On Mon, 4 Nov 2002, Richard J Moore wrote:
> 
> Are you sure? Isn't what Linus is saying is that he understands that some
> problems can be solved using dumps, some from the oops message and some by
> source code inspection and some by others means. But, he's not interested
> in a timely resolution;

Ok, with tons of explanation:

 - I'm clearly not interested. I've not seen any discussion of the usage 
   of the tools or how great it is, and that's apparently because all the
   LKCD people are off in their own mailing lists and do not want to have
   anything to do with the rest of the world. Except when they come out of
   the blue one week before feature freeze and _demand_ that I accept
   their patches that I've never seen before or heard anybody talk about.

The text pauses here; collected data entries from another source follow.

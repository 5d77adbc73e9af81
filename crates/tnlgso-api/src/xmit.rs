// This Source Code Form is subject to the terms of the Mozilla Public
// License, v. 2.0. If a copy of the MPL was not distributed with this
// file, You can obtain one at https://mozilla.org/MPL/2.0/.

// Copyright 2025 Oxide Computer Company

use crate::gso::GsoCaps;
use core::fmt;
use core::fmt::Display;
use serde::Deserialize;
use serde::Serialize;

pub const NET_XMIT_SUCCESS: i32 = 0x00;
pub const NET_XMIT_DROP: i32 = 0x01;
pub const NET_XMIT_CN: i32 = 0x02;

/// The status of handing a single packet to the network-layer output
/// path.
#[derive(Clone, Copy, Debug, Deserialize, Eq, PartialEq, Serialize)]
pub enum XmitCode {
    Success,
    /// The packet was dropped by the output path.
    Drop,
    /// The packet was queued, but the output path is congested.
    Congested,
    /// The output path failed with the given (positive) errno.
    Errno(i32),
}

impl XmitCode {
    /// Does this status need to be reported to the caller?
    ///
    /// A congestion notification is not a failure of this packet; it
    /// went out.
    pub fn is_surfaced(&self) -> bool {
        !matches!(self, Self::Success | Self::Congested)
    }

    /// Convert from the raw status used by the output path: negative
    /// values are errnos, positive values are `NET_XMIT_*` codes.
    pub fn from_raw(raw: i32) -> Self {
        match raw {
            NET_XMIT_SUCCESS => Self::Success,
            NET_XMIT_DROP => Self::Drop,
            NET_XMIT_CN => Self::Congested,
            r if r < 0 => Self::Errno(r.saturating_neg()),
            // Unknown positive codes are treated as drops.
            _ => Self::Drop,
        }
    }

    pub fn to_raw(self) -> i32 {
        match self {
            Self::Success => NET_XMIT_SUCCESS,
            Self::Drop => NET_XMIT_DROP,
            Self::Congested => NET_XMIT_CN,
            Self::Errno(e) => -e,
        }
    }
}

impl Display for XmitCode {
    fn fmt(&self, f: &mut fmt::Formatter) -> fmt::Result {
        match self {
            Self::Success => write!(f, "success"),
            Self::Drop => write!(f, "drop"),
            Self::Congested => write!(f, "congested"),
            Self::Errno(e) => write!(f, "errno {e}"),
        }
    }
}

/// Configuration of a re-injector.
#[derive(
    Clone, Copy, Debug, Default, Deserialize, Eq, PartialEq, Serialize,
)]
#[serde(default)]
pub struct XmitCfg {
    /// What the segmentation engine underneath can do.
    pub caps: GsoCaps,

    /// Log a note for every packet that gets segmented.
    pub debug: bool,
}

   Hint: think about this part. Deeply. And then go and bother SOMEBODY 
   ELSE.

 - Since I'm not personally convinced, it's not going into my tree.

   It's as simple as that. I take stuff that I feel is good. Often that 
   feeling of goodness comes from trusting the person who sends it to me, 
   simply by past performance.  At other times, it is because I think the 
   feature is cool, or well done, or whatever.

   Hint: if you want stuff in my tree, make me trust you. Or work on 
   things that I feel are innately interesting. Don't bother dragging me 
   into your flame-wars and trying to convince me that I "must" apply your
   patches.

 - If it doesn't go into my tree, is that bad?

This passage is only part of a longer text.